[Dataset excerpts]

Segment Open

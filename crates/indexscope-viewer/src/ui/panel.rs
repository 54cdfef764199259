use bevy::prelude::ResMut;
use bevy_egui::{egui, EguiContexts};
use indexscope_core::YearData;

use crate::trend::ViewerState;
use crate::ui::PANEL_W;
use crate::util::ids::{dimension_color, to_color32};

pub fn ui_panel(mut contexts: EguiContexts, mut st: ResMut<ViewerState>) {
    egui::SidePanel::left("left")
        .exact_width(PANEL_W)
        .show(contexts.ctx_mut(), |ui| {
            ui.heading("IndexScope");
            let locale = st.overlays.ranking.config().locale;
            let years = st.data.years(&st.ui.grouping);
            ui.label(format!("entities: {}", st.trend.series.len()));
            if let (Some(first), Some(last)) = (years.first(), years.last()) {
                ui.label(format!("years: {first}–{last}"));
            }
            ui.separator();

            ui.label("Grouping:");
            let mut picked = None;
            for g in st.data.available_groupings() {
                let selected = g == st.ui.grouping;
                if ui.selectable_label(selected, g.label(locale)).clicked() && !selected {
                    picked = Some(g);
                }
            }
            if let Some(g) = picked {
                st.set_grouping(g);
            }

            ui.add_space(8.0);
            ui.separator();
            ui.heading("Dimensions");
            for (i, dim) in st.dimensions().iter().enumerate() {
                ui.horizontal(|ui| {
                    let (rect, _) =
                        ui.allocate_exact_size(egui::vec2(10.0, 10.0), egui::Sense::hover());
                    ui.painter()
                        .rect_filled(rect, 2.0, to_color32(dimension_color(i)));
                    ui.label(&dim.label);
                });
            }

            ui.add_space(8.0);
            ui.separator();
            ui.label("Hover a point for its breakdown.");
            ui.label("Click a point to rank its year.");
            if !st.overlays.is_trend_ready() {
                ui.label("Waiting for the trend view…");
            }
            if ui.button("Hide cards (Esc)").clicked() {
                st.overlays.hide_all();
                st.ui.hovered_row = None;
            }
        });
}
use serde::{Deserialize, Serialize};

use crate::labels::Locale;
use crate::model::Size;
use crate::placement::POINTER_OFFSET;

#[derive(Debug, Clone, PartialEq, Serialize, Deserialize)]
#[serde(default)]
pub struct OverlayConfig {
    pub pointer_offset: f32,
    pub container_margin: f32,
    pub viewport_margin: f32,
    pub detail_size: Size,
    pub ranking_size: Size,
    /// Pixel width of a full (10/10) detail bar.
    pub bar_track_width: f32,
    pub locale: Locale,
}

impl Default for OverlayConfig {
    fn default() -> Self {
        Self {
            pointer_offset: POINTER_OFFSET,
            container_margin: 12.0,
            viewport_margin: 20.0,
            detail_size: Size::new(360.0, 320.0),
            ranking_size: Size::new(380.0, 440.0),
            bar_track_width: 120.0,
            locale: Locale::En,
        }
    }
}
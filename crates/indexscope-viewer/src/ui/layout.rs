use bevy::prelude::Resource;
use bevy_egui::egui;
use indexscope_core::{Rect, Size, Surface};

/// Rectangles of the current frame; the plot area is the overlay container.
#[derive(Resource, Clone, Copy)]
pub struct UiLayout {
    pub content_rect: egui::Rect,
    pub screen_rect: egui::Rect,
}

impl Default for UiLayout {
    fn default() -> Self {
        Self {
            content_rect: egui::Rect::NOTHING,
            screen_rect: egui::Rect::NOTHING,
        }
    }
}

pub fn to_core_rect(r: egui::Rect) -> Rect {
    Rect::new(r.min.x, r.min.y, r.width(), r.height())
}

impl Surface for UiLayout {
    fn container_rect(&self) -> Option<Rect> {
        if self.content_rect == egui::Rect::NOTHING || !self.content_rect.is_positive() {
            return None;
        }
        Some(to_core_rect(self.content_rect))
    }

    fn viewport_size(&self) -> Size {
        if self.screen_rect == egui::Rect::NOTHING {
            return Size::default();
        }
        Size::new(self.screen_rect.width(), self.screen_rect.height())
    }
}
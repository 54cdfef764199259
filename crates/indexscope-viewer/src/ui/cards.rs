use bevy::prelude::{Res, ResMut};
use bevy_egui::{egui, EguiContexts};
use indexscope_core::{Collaborators, DeltaTrend, DetailCard, Placement, RankingCard, Size};

use crate::trend::ViewerState;
use crate::ui::layout::UiLayout;
use crate::util::ids::to_color32;

const CARD_PADDING: f32 = 10.0;
const BAR_LABEL_W: f32 = 150.0;
const BAR_H: f32 = 10.0;

fn card_frame(style: &egui::Style) -> egui::Frame {
    egui::Frame::popup(style).inner_margin(egui::Margin::same(CARD_PADDING))
}

fn inner_size(size: Size) -> egui::Vec2 {
    egui::vec2(
        (size.width - 2.0 * CARD_PADDING).max(0.0),
        (size.height - 2.0 * CARD_PADDING).max(0.0),
    )
}

fn area_pos(placed: &Placement) -> egui::Pos2 {
    let o = placed.absolute_origin();
    egui::pos2(o.x, o.y)
}

pub fn detail_card_overlay(mut contexts: EguiContexts, st: Res<ViewerState>) {
    let ctx = contexts.ctx_mut();
    let Some((card, placed)) = st.overlays.detail.panel().shown() else {
        return;
    };
    let cfg = st.overlays.detail.config();
    let inner = inner_size(cfg.detail_size);
    let track = cfg.bar_track_width;

    egui::Area::new(egui::Id::new("detail_card"))
        .order(egui::Order::Foreground)
        .fixed_pos(area_pos(placed))
        .interactable(false)
        .show(ctx, |ui| {
            card_frame(ui.style()).show(ui, |ui| {
                ui.set_width(inner.x);
                ui.set_min_height(inner.y);
                detail_contents(ui, card, track);
            });
        });
}

fn detail_contents(ui: &mut egui::Ui, card: &DetailCard, track: f32) {
    ui.heading(&card.title);
    ui.add_space(6.0);

    // 0 2 4 6 8 10 above the tracks
    ui.horizontal(|ui| {
        ui.add_space(BAR_LABEL_W + ui.spacing().item_spacing.x);
        let (rect, _) = ui.allocate_exact_size(egui::vec2(track, 14.0), egui::Sense::hover());
        for tick in card.scale {
            let x = rect.left() + f32::from(tick) / 10.0 * track;
            ui.painter().text(
                egui::pos2(x, rect.center().y),
                egui::Align2::CENTER_CENTER,
                tick.to_string(),
                egui::FontId::proportional(10.0),
                ui.visuals().weak_text_color(),
            );
        }
    });

    for bar in &card.bars {
        ui.horizontal(|ui| {
            ui.add_sized([BAR_LABEL_W, 18.0], egui::Label::new(&bar.label));
            let (rect, _) = ui.allocate_exact_size(egui::vec2(track, BAR_H), egui::Sense::hover());
            ui.painter()
                .rect_filled(rect, 2.0, ui.visuals().extreme_bg_color);
            let fill = egui::Rect::from_min_size(rect.min, egui::vec2(bar.width, BAR_H));
            ui.painter().rect_filled(fill, 2.0, to_color32(bar.color));
            ui.label(&bar.value_text);
        });
    }
}

fn trend_color(trend: DeltaTrend, visuals: &egui::Visuals) -> egui::Color32 {
    match trend {
        DeltaTrend::Up => egui::Color32::from_rgb(46, 160, 67),
        DeltaTrend::Down => egui::Color32::from_rgb(215, 58, 73),
        DeltaTrend::Flat | DeltaTrend::NoData => visuals.weak_text_color(),
    }
}

#[derive(Default)]
struct RankingActions {
    close: bool,
    year: Option<i32>,
    hovered_row: Option<usize>,
}

pub fn ranking_card_overlay(
    mut contexts: EguiContexts,
    st: ResMut<ViewerState>,
    layout: Res<UiLayout>,
) {
    let ctx = contexts.ctx_mut();
    let st = st.into_inner();

    let Some((card, placed)) = st.overlays.ranking.panel().shown() else {
        st.ui.hovered_row = None;
        return;
    };
    let inner = inner_size(st.overlays.ranking.config().ranking_size);
    let mut actions = RankingActions::default();

    egui::Area::new(egui::Id::new("ranking_card"))
        .order(egui::Order::Foreground)
        .fixed_pos(area_pos(placed))
        .show(ctx, |ui| {
            card_frame(ui.style()).show(ui, |ui| {
                ui.set_width(inner.x);
                ui.set_max_height(inner.y);
                ranking_contents(ui, card, &mut actions);
            });
        });

    if actions.close {
        st.overlays.ranking.hide();
        st.ui.hovered_row = None;
        return;
    }
    if let Some(year) = actions.year {
        let cx = Collaborators {
            surface: &*layout,
            data: &st.data,
            score: &st.score,
        };
        st.overlays.ranking.select_year(&cx, year);
        st.ui.hovered_row = None;
        return;
    }
    // fires on row enter only
    if actions.hovered_row != st.ui.hovered_row {
        if let Some(i) = actions.hovered_row {
            st.overlays.ranking.hover_row(i, &st.highlighter);
        }
        st.ui.hovered_row = actions.hovered_row;
    }
}

fn ranking_contents(ui: &mut egui::Ui, card: &RankingCard, actions: &mut RankingActions) {
    ui.horizontal(|ui| {
        ui.strong(card.labels.title);
        ui.with_layout(egui::Layout::right_to_left(egui::Align::Center), |ui| {
            if ui.small_button("✕").clicked() {
                actions.close = true;
            }
        });
    });

    let mut year = card.year;
    egui::ComboBox::from_id_source("ranking_year")
        .selected_text(year.to_string())
        .show_ui(ui, |ui| {
            for y in &card.years {
                ui.selectable_value(&mut year, *y, y.to_string());
            }
        });
    if year != card.year {
        actions.year = Some(year);
    }
    ui.separator();

    egui::ScrollArea::vertical().show(ui, |ui| {
        egui::Grid::new("ranking_rows")
            .num_columns(4)
            .striped(true)
            .show(ui, |ui| {
                ui.strong(card.labels.position);
                ui.strong(card.name_header);
                ui.strong(card.labels.score);
                ui.strong(card.labels.change);
                ui.end_row();

                for (i, row) in card.rows.iter().enumerate() {
                    let first = ui.label(row.position.to_string());
                    ui.label(&row.entity.name);
                    ui.label(row.score_text());
                    let last = ui.colored_label(
                        trend_color(row.trend(), ui.visuals()),
                        row.change_text(card.labels.no_data),
                    );
                    if ui.rect_contains_pointer(first.rect.union(last.rect)) {
                        actions.hovered_row = Some(i);
                    }
                    ui.end_row();
                }
            });
    });
}
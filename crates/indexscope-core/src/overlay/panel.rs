use crate::placement::Placement;

#[derive(Debug, Clone, Copy, PartialEq, Eq, Default)]
pub enum Visibility {
    #[default]
    Hidden,
    Visible,
}

/// The single live instance of one overlay card. Never destroyed, only hidden.
#[derive(Debug, Clone)]
pub struct Panel<T> {
    visibility: Visibility,
    content: Option<T>,
    placement: Option<Placement>,
    attached: bool,
}

impl<T> Default for Panel<T> {
    fn default() -> Self {
        Self {
            visibility: Visibility::Hidden,
            content: None,
            placement: None,
            attached: false,
        }
    }
}

impl<T> Panel<T> {
    pub fn visibility(&self) -> Visibility {
        self.visibility
    }

    pub fn is_visible(&self) -> bool {
        self.visibility == Visibility::Visible
    }

    pub fn is_attached(&self) -> bool {
        self.attached
    }

    /// Last rendered content; kept while hidden.
    pub fn content(&self) -> Option<&T> {
        self.content.as_ref()
    }

    pub fn placement(&self) -> Option<&Placement> {
        self.placement.as_ref()
    }

    /// Visible content only.
    pub fn shown(&self) -> Option<(&T, &Placement)> {
        if !self.is_visible() {
            return None;
        }
        Some((self.content.as_ref()?, self.placement.as_ref()?))
    }

    pub(crate) fn attach(&mut self) -> bool {
        let first = !self.attached;
        self.attached = true;
        first
    }

    pub(crate) fn present(&mut self, content: T, placement: Placement) {
        self.content = Some(content);
        self.placement = Some(placement);
        self.visibility = Visibility::Visible;
    }

    /// Returns whether anything changed.
    pub(crate) fn hide(&mut self) -> bool {
        let was_visible = self.is_visible();
        self.visibility = Visibility::Hidden;
        was_visible
    }
}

Segment Closed

→ ABOUT THIS TASK
Report the lines above that contain "RankingCard".

→ RESULT
use indexscope_core::{Collaborators, DeltaTrend, DetailCard, Placement, RankingCard, Size};
fn ranking_contents(ui: &mut egui::Ui, card: &RankingCard, actions: &mut RankingActions) {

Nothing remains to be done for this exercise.